History
- Name: Imkenturm (1944–45); Empire Gantry (1945–46); Feodosia (1946–47); Olsztyn (1947–72);
- Owner: DDG Hansa (1944–45); Ministry of War Transport (1945–46); Soviet Government (1946–47); Gdynia America Lines (1947–51); Polska Żegluga Morska (1951–72);
- Operator: DDG Hansa (1945); Moss Hutchinson Line (1945–46); Soviet Government (1946–47); Gdynia America Lines (1947–51); Polska Żegluga Morska (1951–72);
- Port of registry: Bremen (1945); London (1945–46); Soviet Union (1946–47); Gdynia (1947–51); Szczecin (1951–72);
- Builder: Werf de Noord / Flensberger
- Yard number: 604
- Laid down: 29 March 1943
- Launched: 2 March 1944
- Completed: 27 February 1945
- Out of service: 1972
- Identification: call sign DOIJ (1945); ; UK official number 180638 (1945–46); call sign GJLQ (1945–46); ; call sign SPAH (1946–72); ; IMO number: 5662782 ( –1972);
- Fate: Scrapped

General characteristics
- Class & type: Hansa A type cargo ship
- Tonnage: 1,925 GRT, 936 NRT, 3,196 DWT
- Length: 87.68 m (287 ft 8 in)
- Beam: 13.51 m (44 ft 4 in)
- Draught: 5.59 m (18 ft 4 in)
- Depth: 4.80 m (15 ft 9 in)
- Installed power: Compound steam engine, 1,200IHP
- Propulsion: Single screw propeller
- Speed: 10.5 knots (19.4 km/h)
- Crew: 25, plus 8–10 gunners (in wartime)

= SS Olsztyn =

German-built Hansa A Type cargo ship

Olsztyn was a Hansa A Type cargo ship which was built as Imkenturm in 1944 by Werf de Noord, Alblasserdam, Netherlands for DDG Hansa, Bremen, Germany. She was seized as a prize of war in 1945, passing to the Ministry of War Transport and renamed Empire Gantry. She was allocated to the Soviet Union in 1946 and was renamed Feodosia (Феодосия). Transferred to Poland in 1947, she was renamed Olsztyn. She served until 1972, when she was scrapped.

==Description==
The ship was 87.68 m long, with a beam of 13.51 m. She had a depth of 4.80 m, and a draught of 5.59 m. She was assessed as , , .

The ship was propelled by a compound steam engine, which had two cylinders of 42 cm and two cylinders of 90 cm diameter by 90 cm inches stroke. The engine was built by Rheinmetall-Börsig AG, Tegel, Germany. Rated at 1,200IHP, it drove a single screw propeller and could propel the ship at 10.5 kn.
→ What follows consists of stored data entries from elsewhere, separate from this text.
use chrono::{DateTime, NaiveDate, Utc};
use serde::{Deserialize, Serialize};

use crate::breathing::PhaseName;
use crate::mood::Mood;
use crate::progress::StreakTier;

/// Every state change in the core produces an Event.
/// The host renders them; nothing flows back into core state.
#[derive(Debug, Clone, PartialEq, Serialize, Deserialize)]
#[serde(tag = "type")]
pub enum Event {
    MoodChanged {
        mood: Mood,
        /// `None` for moods without a styling class.
        style_class: Option<String>,
        at: DateTime<Utc>,
    },
    CheckInRecorded {
        date: NaiveDate,
        mood: Mood,
        streak: u32,
        message: String,
        at: DateTime<Utc>,
    },
    /// Same-day duplicate; distinct from the success path on purpose.
    CheckInRejected {
        date: NaiveDate,
        message: String,
        at: DateTime<Utc>,
    },
    ExerciseRecorded {
        date: NaiveDate,
        duration: u32,
        weekly_count: usize,
        message: String,
        at: DateTime<Utc>,
    },
    ProgressUpdated {
        streak: u32,
        tier: StreakTier,
        weekly_exercise_count: usize,
        label: String,
        at: DateTime<Utc>,
    },
    BreathingStarted {
        at: DateTime<Utc>,
    },
    PhaseStarted {
        phase_index: usize,
        phase: PhaseName,
        duration_secs: u64,
        at: DateTime<Utc>,
    },
    PhaseTick {
        phase: PhaseName,
        remaining_secs: u64,
        /// 0.0 at phase start, 1.0 once the phase duration has elapsed.
        progress: f64,
        /// Visual ring scale between the runner's minimum and maximum.
        scale: f64,
        at: DateTime<Utc>,
    },
    PhaseCompleted {
        phase_index: usize,
        phase: PhaseName,
        at: DateTime<Utc>,
    },
    BreathingStopped {
        completed_phases: u32,
        counts_as_exercise: bool,
        /// Placeholder shown in place of the remaining time.
        remaining_display: String,
        scale: f64,
        at: DateTime<Utc>,
    },
    SoundToggled {
        enabled: bool,
        at: DateTime<Utc>,
    },
}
The ship had a complement of 25, plus 8-10 gunners during wartime. She was equipped with 1×30-tonne, 1×10-tonne and 10×5-tonne cranes.

==History==
Imkenturm was a Hansa A Type cargo ship built in 1944 as yard number 604 by Werf de Noord, Alblasserdam, Netherlands for Deutsche Dampfschifffarts-Gesellschaft Hansa, Bremen, Germany. Her keel was laid on 29 March 1943. She was launched on 2 March 1944 and completed by Flensburger Schiffbau-Gesellschaft, Flensburg, Germany on 27 February 1945. Her port of registry was Bremen, and the Code Letters DOIJ were allocated. She participated in the Evacuation of East Prussia and was damaged in an Allied air raid on Flensburg on 1 May 1945.

On 8 May 1945, Imkenturm was seized as a prize of war at Flensburg. She was passed to the Ministry of War Transport and was renamed Empire Gantry. Her UK official number was 180638 and her call sign was GJLQ. She was registered in London and Moss Hutchinson Line Ltd managed her.

In 1946 Empire Gantry was allocated to the Soviet Union and renamed Feodosia.

In 1947, Feodosia was transferred to Gdynia America Lines, Poland and was renamed Olsztyn. The Code Letters SPAH were allocated. In 1951, she was sold to Polska Żegluga Morska, Szczecin. With their introduction in the 1960s, Olsztyn was allocated the IMO Number 5662782. She served until 1972, arriving at Bruges, Belgium on 31 January for scrapping by Gebroeders Van Heygen.